═══ Source records

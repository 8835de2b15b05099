use chrono::TimeDelta;

use crate::{lock::StalenessPolicy, retry::RetryPolicy};

/// Tunables for a [`crate::Joblease`] instance.
///
/// All of the constructors and configuration functions are `const`.
///
/// # Example
///
/// ```
/// # use joblease::prelude::*;
/// # use chrono::TimeDelta;
/// const CONFIG: Config = Config::new()
///     .with_run_stale(TimeDelta::minutes(10))
///     .with_flush_batch_size(20);
///
/// assert_eq!(CONFIG.flush_batch_size(), 20);
/// assert_eq!(CONFIG.staleness().pending_stale(), TimeDelta::minutes(2));
/// ```
#[derive(Debug, Clone, Copy, PartialEq)]
pub struct Config {
    staleness: StalenessPolicy,
    flush_batch_size: usize,
    unit_retry: RetryPolicy,
}

impl Config {
    pub const DEFAULT_FLUSH_BATCH_SIZE: usize = 5;

    pub const fn new() -> Self {
        Self {
            staleness: StalenessPolicy::DEFAULT,
            flush_batch_size: Self::DEFAULT_FLUSH_BATCH_SIZE,
            unit_retry: RetryPolicy::DEFAULT,
        }
    }

    /// How long a running job may go without a heartbeat before the next acquire reclaims it.
    pub const fn with_run_stale(mut self, run_stale: TimeDelta) -> Self {
        self.staleness = self.staleness.with_run_stale(run_stale);
        self
    }

    /// How long a job may sit in pending, counted from creation, before it is reclaimed.
    pub const fn with_pending_stale(mut self, pending_stale: TimeDelta) -> Self {
        self.staleness = self.staleness.with_pending_stale(pending_stale);
        self
    }

    /// Number of recorded items between automatic progress flushes. Zero is treated as one.
    pub const fn with_flush_batch_size(mut self, flush_batch_size: usize) -> Self {
        self.flush_batch_size = flush_batch_size;
        self
    }

    pub const fn with_unit_retry(mut self, unit_retry: RetryPolicy) -> Self {
        self.unit_retry = unit_retry;
        self
    }

    pub const fn staleness(&self) -> StalenessPolicy {
        self.staleness
    }

    pub const fn flush_batch_size(&self) -> usize {
        self.flush_batch_size
    }

    pub const fn unit_retry(&self) -> RetryPolicy {
        self.unit_retry
    }
}

impl Default for Config {
    fn default() -> Self {
        Self::new()
    }
}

══════

§ Exercise
Find every line above where the word "usize" occurs, and copy that line.

§ Task solution
    flush_batch_size: usize,
    pub const DEFAULT_FLUSH_BATCH_SIZE: usize = 5;
    pub const fn with_flush_batch_size(mut self, flush_batch_size: usize) -> Self {
    pub const fn flush_batch_size(&self) -> usize {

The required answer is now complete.